Nostalgic Smiles

Habib Khan, Quetta: When I moved to Karachi in February 1974 –to join NED Engineering College, I spent the initial weeks with my cousin Abdullah Khan, who was pursuing his Master’s in English Literature at the Karachi University. The university hostel had students from all parts of the country. Although the atmosphere was somber and quiet in the hostel rooms, it was much more vibrant in the common rooms and dining halls. Soon, I realized that KU students had a peculiar and advanced sense of humor, unlike what I was used to in Quetta.

On my first day, I observed a handwritten notice pasted by a student, which read something like, “My pen has been stolen in the university bus, but somehow the cap remained stuck in my pocket. I request the thief to please come forward and grant me the honor of delivering the cap to him too, so that at least one of us could make full use of the pen.”

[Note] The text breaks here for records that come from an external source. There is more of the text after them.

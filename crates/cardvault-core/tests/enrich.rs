//! Cache-and-enrich pipeline tests.

mod support;

use cardvault_core::collection::AddEntryRequest;
use cardvault_core::{CardCache, CollectionStore, EnrichPipeline, EnrichedCard, SearchPage};

use support::{MemoryStore, card, user};

#[tokio::test]
async fn cache_miss_upserts_once_and_reports_unowned() {
    let store = MemoryStore::new();
    let pipeline = EnrichPipeline::new(&store, &store);

    let page = SearchPage {
        total_cards: 1,
        has_more: false,
        next_page: None,
        data: vec![card("abc123", "Lightning Bolt")],
    };
    let enriched = pipeline.enrich_page(&user("alice"), page).await;

    assert_eq!(store.upsert_count(), 1);
    assert_eq!(enriched.total_cards, 1);
    assert_eq!(enriched.data.len(), 1);
    assert_eq!(enriched.data[0].card.scryfall_id.as_str(), "abc123");
    assert!(!enriched.data[0].in_collection);
    assert_eq!(enriched.data[0].collection_quantity, 0);
    assert!(store.cached("abc123").is_some());
}

#[tokio::test]
async fn cache_hit_does_not_write() {
    let store = MemoryStore::new();
    let pipeline = EnrichPipeline::new(&store, &store);
    let alice = user("alice");
    let cards = vec![card("abc123", "Lightning Bolt")];

    pipeline.enrich(&alice, &cards).await;
    pipeline.enrich(&alice, &cards).await;

    assert_eq!(store.upsert_count(), 1);
}

#[tokio::test]
async fn ownership_sums_all_rows_of_the_card() {
    let store = MemoryStore::new();
    let alice = user("alice");
    for (quantity, foil) in [(3, false), (1, true)] {
        let entry = AddEntryRequest {
            scryfall_id: Some("abc123".to_string()),
            quantity: Some(quantity),
            foil: Some(foil),
            ..Default::default()
        }
        .validate()
        .unwrap();
        store.add_entry(&alice, entry).await.unwrap();
    }

    let pipeline = EnrichPipeline::new(&store, &store);
    let enriched = pipeline
        .enrich(&alice, &[card("abc123", "Lightning Bolt")])
        .await;
    assert!(enriched[0].in_collection);
    assert_eq!(enriched[0].collection_quantity, 4);

    let other = pipeline
        .enrich(&user("bob"), &[card("abc123", "Lightning Bolt")])
        .await;
    assert!(!other[0].in_collection);
}

#[tokio::test]
async fn failed_card_degrades_without_dropping() {
    let store = MemoryStore::new();
    store.fail_card("broken");
    let pipeline = EnrichPipeline::new(&store, &store);

    let cards = vec![
        card("first", "Opt"),
        card("broken", "Counterspell"),
        card("last", "Brainstorm"),
    ];
    let enriched = pipeline.enrich(&user("alice"), &cards).await;

    assert_eq!(enriched.len(), 3);
    let ids: Vec<&str> = enriched
        .iter()
        .map(|c| c.card.scryfall_id.as_str())
        .collect();
    assert_eq!(ids, vec!["first", "broken", "last"]);
    assert_eq!(enriched[1].card.name, "Counterspell");
    assert!(!enriched[1].in_collection);
    assert!(store.cached("broken").is_none());
    assert_eq!(store.upsert_count(), 2);
}

fn ids(cards: &[EnrichedCard]) -> Vec<&str> {
    cards.iter().map(|c| c.card.scryfall_id.as_str()).collect()
}

#[tokio::test]
async fn failed_cache_write_degrades_without_dropping() {
    let store = MemoryStore::new();
    store.fail_upsert("broken");
    let pipeline = EnrichPipeline::new(&store, &store);

    let cards = vec![
        card("first", "Opt"),
        card("broken", "Counterspell"),
        card("last", "Brainstorm"),
    ];
    let enriched = pipeline.enrich(&user("alice"), &cards).await;

    assert_eq!(ids(&enriched), vec!["first", "broken", "last"]);
    assert_eq!(enriched[1].card.name, "Counterspell");
    assert!(!enriched[1].in_collection);
    assert_eq!(enriched[1].collection_quantity, 0);
    assert!(store.cached("broken").is_none());
    assert!(store.cached("first").is_some());
}

#[tokio::test]
async fn failed_ownership_lookup_degrades_without_dropping() {
    let store = MemoryStore::new();
    let alice = user("alice");
    for id in ["first", "broken"] {
        let entry = AddEntryRequest {
            scryfall_id: Some(id.to_string()),
            quantity: Some(2),
            ..Default::default()
        }
        .validate()
        .unwrap();
        store.add_entry(&alice, entry).await.unwrap();
    }
    store.fail_ownership("broken");
    let pipeline = EnrichPipeline::new(&store, &store);

    let cards = vec![
        card("first", "Opt"),
        card("broken", "Counterspell"),
        card("last", "Brainstorm"),
    ];
    let enriched = pipeline.enrich(&alice, &cards).await;

    assert_eq!(ids(&enriched), vec!["first", "broken", "last"]);
    assert!(enriched[0].in_collection);
    assert_eq!(enriched[0].collection_quantity, 2);
    assert!(!enriched[1].in_collection);
    assert_eq!(enriched[1].collection_quantity, 0);
    assert!(!enriched[2].in_collection);
}

#[tokio::test]
async fn refresh_always_writes_and_keeps_cached_at() {
    let store = MemoryStore::new();
    let pipeline = EnrichPipeline::new(&store, &store);
    let alice = user("alice");
    let bolt = card("abc123", "Lightning Bolt");

    pipeline.enrich(&alice, std::slice::from_ref(&bolt)).await;
    let first = store.get_card(&bolt.id).await.unwrap().unwrap();

    let refreshed = pipeline.refresh(&alice, &bolt).await.unwrap();
    assert_eq!(store.upsert_count(), 2);
    assert_eq!(refreshed.card.cached_at, first.cached_at);
    assert!(refreshed.card.updated_at >= first.updated_at);
}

Later, at NED College, there was a group of students who called themselves “The Fools” and used to arrange satirical exhibitions targeting different student groups, political parties and even the faculty.

Mr. Ganatra was an elderly teacher, and it seemed that despite of old age he would never retire. In one of the Fools exhibitions targeting Mr Ganatra, there was an exhibit, a cheating material called a “phurra”, a very old and crumpled paper with indistinguishable writing in miniature script had the following caption, “This is that precious phurra which Mr Ganatra had retrieved in 1924.”

Then there were groups of other funny people and the most popular was the duo of “Ahsan and Kukkan (Nusrat)”–the two were experts in making people laugh in the canteen and were specialists in explaining humorous meanings of Urdu proverbs.

One day, a student who was also the chairman of our party (Progressive Students Front~PSF), was talking to a beautiful girl in the lobby, when Ahsan announced that if someone had difficulty in understanding the meaning of the Urdu proverb, “Hoor Ke Saath Langoor”, he can now enjoy a visual display of the same.

Later on when the PSF chairman confronted Ahsan, he wittingly replied that “by the word hoor I meant you, Mr Chairman”.

The NED hostel version of Ahsan and Kukkan were two extremely naughty boys Zaheer Bugti and Wahab Mengal; they were rather funnier because, both were multilingual and could use all the major Pakistani languages.

When a boy “Shahji” who had never been to Balochistan joined NED on a seat reserved for Balochistan, Zaheer and Wahab made life terrible for him (in funny sense).

They would introduce Shahji to others as, “please meet Mr Shahji from the Lyallpur District of Balochistan” (Lyallpur now Faisalabad is in Punjab). Most of their jokes were so outrageous that it is impossible to mention them here.

After retirement, Bugti settled in Karachi and Mengal in his native town of Mastung. It is very rare that they could get together, but last Wednesday when Bugti was in Quetta to attend a wedding, Mengal came over from Mastung and thankfully gave me a call. The three of us got together for dinner at a local restaurant. We had a great gupshup filled with nostalgia and laughter, to the extent that in the heat (or cool) of discussions Bugti even forgot to eat the garlic bread that he had ordered for himself.